Within 60 days, he wants to see a formal plan to address three issues: Emergency roaming, mutual assistance, and a communications protocol to ensure communications with the public and public authorities is done well.
“It should not be to the minister to chase the CEO of a telecom company, it should be the other way around,” he told the committee.
Champagne was followed by the other men in suits: Rogers’ CEO and its new CTO, Ron McKenzie, who took full responsibility for the outage.
“I appear before you today because, as Rogers CEO, I’m accountable for the outage that occurred on July 8,” he offered at the top of his presentation.
Staffieri indicated they narrowed the problem down to a coding error during a routine update of the company’s core network. They were careful not to assign blame to their vendors who were assisting during the update (Cisco and Juniper were mentioned by an MP on the committee). It was clear in their description another outage could happen at any time, especially as the telecom companies are deploying 5G.
The measures they offered had to do more with mitigating the effect of another outage rather than preventing it – including separating the wireline and wireless networks so their customers could have an alternative if and when it happens. As was mentioned to the committee, a future outage could be the result of a cyberattack or a weather phenomenon.
Of course, Staffieri was in full apology mode, as he said he would fully collaborate with the minister, the CRTC and Rogers’ competitors. But we had a feeling his neck was on the line, having recently contributed to the ouster of his predecessor, by promising better financial performance. Furthermore, the acquisition of Shaw could have been compromised by this accident.
Next to appear, was the chair of the CRTC, Ian Scott – probably his last appearance in front of a committee as his term ends in September. He indicated they requested information from Rogers on the details of the outage, which were provided last Friday and were, uncharacteristically, posted immediately on the CRTC website. Of course, the CRTC did not have time to fully assess if the responses were adequate and what the next steps will be.
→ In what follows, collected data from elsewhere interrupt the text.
use super::{check_name, check_rule, check_text, mismatch, quote, MapperTable};
use crate::error::{CoreError, CoreResult};
use crate::models::{
    CommandModel, ConnectionState, FirewallFamily, FirewallIntent, FirewallRule, Operation,
};

const MAX_RULE: u32 = 999_999;

pub fn base() -> MapperTable {
    table(add_rule, remove_rule, set_default_action, remove_policy)
}

/// VyOS 1.3 predates the `firewall ipv4|ipv6` tree: rulesets live under
/// `firewall name` / `firewall ipv6-name` and state/log leaves take `enable`.
pub fn v1_3() -> MapperTable {
    table(
        add_rule_v1_3,
        remove_rule_v1_3,
        set_default_action_v1_3,
        remove_policy_v1_3,
    )
}

fn table(
    add: super::RenderFn,
    remove: super::RenderFn,
    default_action: super::RenderFn,
    drop: super::RenderFn,
) -> MapperTable {
    MapperTable::new()
        .with(Operation::AddRule, add)
        .with(Operation::RemoveRule, remove)
        .with(Operation::SetDefaultAction, default_action)
        .with(Operation::RemovePolicy, drop)
}

struct Syntax {
    root: fn(FirewallFamily, &str) -> String,
    state: fn(ConnectionState) -> String,
    log: &'static str,
}

const V1_4: Syntax = Syntax {
    root: root_v1_4,
    state: state_v1_4,
    log: "log",
};

const V1_3: Syntax = Syntax {
    root: root_v1_3,
    state: state_v1_3,
    log: "log 'enable'",
};

fn root_v1_4(family: FirewallFamily, name: &str) -> String {
    match family {
        FirewallFamily::Ipv4 => format!("firewall ipv4 name {}", name),
        FirewallFamily::Ipv6 => format!("firewall ipv6 name {}", name),
    }
}

fn root_v1_3(family: FirewallFamily, name: &str) -> String {
    match family {
        FirewallFamily::Ipv4 => format!("firewall name {}", name),
        FirewallFamily::Ipv6 => format!("firewall ipv6-name {}", name),
    }
}

fn state_v1_4(state: ConnectionState) -> String {
    format!("state {}", quote(state.as_str()))
}

fn state_v1_3(state: ConnectionState) -> String {
    format!("state {} 'enable'", state.as_str())
}

fn intent(model: &CommandModel, op: Operation) -> CoreResult<&FirewallIntent> {
    match model {
        CommandModel::Firewall(intent) => Ok(intent),
        other => Err(mismatch(other, op)),
    }
}

fn add_rule(model: &CommandModel) -> CoreResult<Vec<String>> {
    render_add(model, &V1_4)
}

fn add_rule_v1_3(model: &CommandModel) -> CoreResult<Vec<String>> {
    render_add(model, &V1_3)
}

fn remove_rule(model: &CommandModel) -> CoreResult<Vec<String>> {
    render_remove_rule(model, &V1_4)
}

fn remove_rule_v1_3(model: &CommandModel) -> CoreResult<Vec<String>> {
    render_remove_rule(model, &V1_3)
}

fn set_default_action(model: &CommandModel) -> CoreResult<Vec<String>> {
    render_default_action(model, &V1_4)
}

fn set_default_action_v1_3(model: &CommandModel) -> CoreResult<Vec<String>> {
    render_default_action(model, &V1_3)
}

fn remove_policy(model: &CommandModel) -> CoreResult<Vec<String>> {
    render_remove_policy(model, &V1_4)
}

fn remove_policy_v1_3(model: &CommandModel) -> CoreResult<Vec<String>> {
    render_remove_policy(model, &V1_3)
}

fn render_add(model: &CommandModel, syntax: &Syntax) -> CoreResult<Vec<String>> {
    let FirewallIntent::AddRule(rule) = intent(model, Operation::AddRule)? else {
        return Err(mismatch(model, Operation::AddRule));
    };
    render_rule(rule, syntax)
}

fn render_remove_rule(model: &CommandModel, syntax: &Syntax) -> CoreResult<Vec<String>> {
    let FirewallIntent::RemoveRule { name, family, rule } = intent(model, Operation::RemoveRule)?
    else {
        return Err(mismatch(model, Operation::RemoveRule));
    };
    check_name("ruleset name", name)?;
    check_rule(*rule, MAX_RULE)?;
    Ok(vec![format!("delete {} rule {}", (syntax.root)(*family, name), rule)])
}

fn render_default_action(model: &CommandModel, syntax: &Syntax) -> CoreResult<Vec<String>> {
    let FirewallIntent::SetDefaultAction {
        name,
        family,
        action,
    } = intent(model, Operation::SetDefaultAction)?
    else {
        return Err(mismatch(model, Operation::SetDefaultAction));
    };
    check_name("ruleset name", name)?;
    Ok(vec![format!(
        "set {} default-action {}",
        (syntax.root)(*family, name),
        quote(action.as_str())
    )])
}

fn render_remove_policy(model: &CommandModel, syntax: &Syntax) -> CoreResult<Vec<String>> {
    let FirewallIntent::RemovePolicy { name, family } = intent(model, Operation::RemovePolicy)?
    else {
        return Err(mismatch(model, Operation::RemovePolicy));
    };
    check_name("ruleset name", name)?;
    Ok(vec![format!("delete {}", (syntax.root)(*family, name))])
}

fn render_rule(rule: &FirewallRule, syntax: &Syntax) -> CoreResult<Vec<String>> {
    check_name("ruleset name", &rule.name)?;
    check_rule(rule.rule, MAX_RULE)?;
    if rule.destination_port.is_some() && rule.protocol.is_none() {
        return Err(CoreError::invalid(
            "destination port matching requires a protocol",
        ));
    }

    let prefix = format!("set {} rule {}", (syntax.root)(rule.family, &rule.name), rule.rule);
    let mut commands = vec![format!("{} action {}", prefix, quote(rule.action.as_str()))];

    if let Some(description) = &rule.description {
        check_text("description", description)?;
        commands.push(format!("{} description {}", prefix, quote(description)));
    }
    if let Some(protocol) = &rule.protocol {
        check_name("protocol", protocol)?;
        commands.push(format!("{} protocol {}", prefix, quote(protocol)));
    }
    if let Some(source) = &rule.source {
        check_name("source address", source)?;
        commands.push(format!("{} source address {}", prefix, quote(source)));
    }
    if let Some(destination) = &rule.destination {
        check_name("destination address", destination)?;
        commands.push(format!("{} destination address {}", prefix, quote(destination)));
    }
    if let Some(port) = &rule.destination_port {
        check_name("destination port", port)?;
        commands.push(format!("{} destination port {}", prefix, quote(port)));
    }
    for state in &rule.states {
        commands.push(format!("{} {}", prefix, (syntax.state)(*state)));
    }
    if rule.log {
        commands.push(format!("{} {}", prefix, syntax.log));
    }

    Ok(commands)
}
One take away is the sense of inevitability of such an outage with different scopes and different providers, which the NDP critic alluded to when he said that after 17 years on the industry committee, he found summer sittings to be an inevitability – as was his losing his stuff whenever the chairman of the CRTC has been a witness.
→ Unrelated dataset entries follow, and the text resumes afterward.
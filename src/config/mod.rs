use std::env;
use std::time::Duration;

use crate::session::{BusyPolicy, SessionSettings};

/// Config holds all application configuration
#[derive(Debug, Clone)]
pub struct Config {
    pub listen_addr: String,
    pub busy_policy: BusyPolicy,
    pub connect_timeout_secs: u64,
    pub stage_timeout_secs: u64,
    pub commit_timeout_secs: u64,
    pub session_idle_timeout_secs: u64,
    pub ssh_default_port: u16,
    pub instances_file: Option<String>,
}

impl Config {
    /// Load configuration from environment variables with defaults.
    /// A `.env` file in the working directory is read first when present.
    pub fn load() -> Self {
        if let Ok(path) = dotenvy::dotenv() {
            tracing::debug!("Loaded environment from {}", path.display());
        }

        let busy_policy = get_env("SESSION_BUSY_POLICY", "reject")
            .parse()
            .unwrap_or_else(|e| {
                tracing::warn!("{}, falling back to reject", e);
                BusyPolicy::Reject
            });

        Self {
            listen_addr: get_env("LISTEN_ADDR", "0.0.0.0:8080"),
            busy_policy,
            connect_timeout_secs: get_env("CONNECT_TIMEOUT_SECS", "10").parse().unwrap_or(10),
            stage_timeout_secs: get_env("STAGE_TIMEOUT_SECS", "15").parse().unwrap_or(15),
            commit_timeout_secs: get_env("COMMIT_TIMEOUT_SECS", "60").parse().unwrap_or(60),
            session_idle_timeout_secs: get_env("SESSION_IDLE_TIMEOUT_SECS", "300")
                .parse()
                .unwrap_or(300),
            ssh_default_port: get_env("SSH_DEFAULT_PORT", "22").parse().unwrap_or(22),
            instances_file: env::var("INSTANCES_FILE").ok().filter(|p| !p.is_empty()),
        }
    }

    pub fn session_settings(&self) -> SessionSettings {
        SessionSettings {
            busy_policy: self.busy_policy,
            connect_timeout: Duration::from_secs(self.connect_timeout_secs),
            stage_timeout: Duration::from_secs(self.stage_timeout_secs),
            commit_timeout: Duration::from_secs(self.commit_timeout_secs),
            idle_timeout: Duration::from_secs(self.session_idle_timeout_secs),
        }
    }
}

fn get_env(key: &str, default: &str) -> String {
    env::var(key).unwrap_or_else(|_| default.to_string())
}
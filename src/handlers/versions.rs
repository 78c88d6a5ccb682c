use axum::{
    extract::{Path, State},
    Json,
};
use serde::Serialize;
use std::collections::BTreeSet;
use std::sync::Arc;

use crate::models::FeatureArea;
use crate::AppState;

use super::ApiError;

#[derive(Serialize)]
pub struct FeatureAreaVersions {
    pub feature_area: FeatureArea,
    pub versions: BTreeSet<String>,
}

/// List feature areas with the versions each can render for
pub async fn list_feature_areas(
    State(state): State<Arc<AppState>>,
) -> Result<Json<Vec<FeatureAreaVersions>>, ApiError> {
    let mut areas = Vec::new();
    for area in state.control.feature_areas() {
        areas.push(FeatureAreaVersions {
            feature_area: area,
            versions: state.control.list_supported_versions(area)?,
        });
    }
    Ok(Json(areas))
}

/// Supported versions for one feature area
pub async fn list_versions(
    State(state): State<Arc<AppState>>,
    Path(area): Path<String>,
) -> Result<Json<FeatureAreaVersions>, ApiError> {
    let area: FeatureArea = area.parse()?;
    let versions = state.control.list_supported_versions(area)?;
    Ok(Json(FeatureAreaVersions {
        feature_area: area,
        versions,
    }))
}
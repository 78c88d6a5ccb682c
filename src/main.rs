mod config;
mod control;
mod error;
mod handlers;
mod instances;
mod mappers;
mod models;
mod router;
mod session;
mod transport;
mod utils;
mod ws;

use std::path::Path;
use std::sync::Arc;
use tokio::signal;
use tokio_util::sync::CancellationToken;
use tracing_subscriber::{layer::SubscriberExt, util::SubscriberInitExt};

use config::Config;
use control::ControlPlane;
use instances::InstanceRegistry;
use mappers::MapperRegistry;
use session::SessionManager;
use transport::SshTransportFactory;
use ws::Hub;

/// Application state shared across handlers
pub struct AppState {
    pub control: Arc<ControlPlane>,
    pub config: Config,
    pub ws_hub: Option<Arc<Hub>>,
}

#[tokio::main]
async fn main() -> anyhow::Result<()> {
    // Initialize tracing
    tracing_subscriber::registry()
        .with(
            tracing_subscriber::EnvFilter::try_from_default_env()
                .unwrap_or_else(|_| "vyos_forge=info,tower_http=debug".into()),
        )
        .with(tracing_subscriber::fmt::layer())
        .init();

    // Load configuration
    let cfg = Config::load();
    tracing::info!("Starting VyOS Forge");
    tracing::info!("Listen: {}", cfg.listen_addr);
    tracing::info!(
        "Sessions: busy_policy={:?} connect={}s stage={}s commit={}s idle={}s",
        cfg.busy_policy,
        cfg.connect_timeout_secs,
        cfg.stage_timeout_secs,
        cfg.commit_timeout_secs,
        cfg.session_idle_timeout_secs
    );

    // Mapper registry is frozen before any request is served
    let mappers = Arc::new(MapperRegistry::vyos()?);
    let instances = Arc::new(InstanceRegistry::new(mappers.declared_versions().clone()));
    tracing::info!("Supported VyOS versions: {:?}", instances.supported_versions());

    // Initialize WebSocket hub
    let ws_hub = Arc::new(Hub::new());

    // Initialize session manager
    let factory = Arc::new(SshTransportFactory::new(
        cfg.connect_timeout_secs,
        cfg.stage_timeout_secs,
        cfg.commit_timeout_secs,
    ));
    let sessions = SessionManager::new(
        instances.clone(),
        factory,
        cfg.session_settings(),
        Some(ws_hub.clone()),
    );

    let control = ControlPlane::new(mappers, instances, sessions.clone(), Some(ws_hub.clone()));

    // Register seed instances
    if let Some(path) = &cfg.instances_file {
        if let Err(e) = control.load_seed(Path::new(path), cfg.ssh_default_port).await {
            tracing::warn!("Failed to load instance seed: {:#}", e);
        }
    }

    // Start idle session reaper
    let shutdown = CancellationToken::new();
    let reaper = sessions.spawn_idle_reaper(shutdown.clone());

    // Create app state
    let state = Arc::new(AppState {
        control,
        config: cfg.clone(),
        ws_hub: Some(ws_hub),
    });

    // Build router
    let app = router::build(state);

    // Start server
    let listener = tokio::net::TcpListener::bind(&cfg.listen_addr).await?;
    tracing::info!("VyOS Forge listening on {}", cfg.listen_addr);

    axum::serve(listener, app)
        .with_graceful_shutdown(shutdown_signal())
        .await?;

    tracing::info!("VyOS Forge shutting down");
    shutdown.cancel();
    if let Some(handle) = reaper {
        let _ = handle.await;
    }
    sessions.close_all().await;
    Ok(())
}

/// WebSocket upgrade handler
pub async fn ws_upgrade_handler(
    ws: axum::extract::ws::WebSocketUpgrade,
    axum::extract::State(state): axum::extract::State<Arc<AppState>>,
) -> axum::response::Response {
    use axum::response::IntoResponse;

    if let Some(hub) = &state.ws_hub {
        ws::ws_handler(ws, axum::extract::State(hub.clone())).await
    } else {
        axum::http::StatusCode::SERVICE_UNAVAILABLE.into_response()
    }
}

async fn shutdown_signal() {
    let ctrl_c = async {
        if let Err(e) = signal::ctrl_c().await {
            tracing::error!("Failed to install Ctrl+C handler: {}", e);
        }
    };

    #[cfg(unix)]
    let terminate = async {
        match signal::unix::signal(signal::unix::SignalKind::terminate()) {
            Ok(mut sig) => {
                sig.recv().await;
            }
            Err(e) => {
                tracing::error!("Failed to install SIGTERM handler: {}", e);
                std::future::pending::<()>().await;
            }
        }
    };

    #[cfg(not(unix))]
    let terminate = std::future::pending::<()>();

    tokio::select! {
        _ = ctrl_c => {},
        _ = terminate => {},
    }
}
Finally, Michael Geist, Canada Research Chair in Internet and E-Commerce Law at the University of Ottawa, Ben Klass, PhD candidate at Carleton University, and senior research associate, Canadian Media Concentration Research Project, Dwayne Winseck, professor at Carleton University, and director of the Global Media and Internet Concentration Project and John Lawford, executive director and general counsel at Public Interest Advocacy Centre offered ideas that will feed into the report the committee will produce with possibly a focus on changes in the legislation and recommendations on the appointment of a new CRTC chair (although this could be too late).
It is not clear if the committee will produce a report at this point or if it will hear other witnesses during the fall.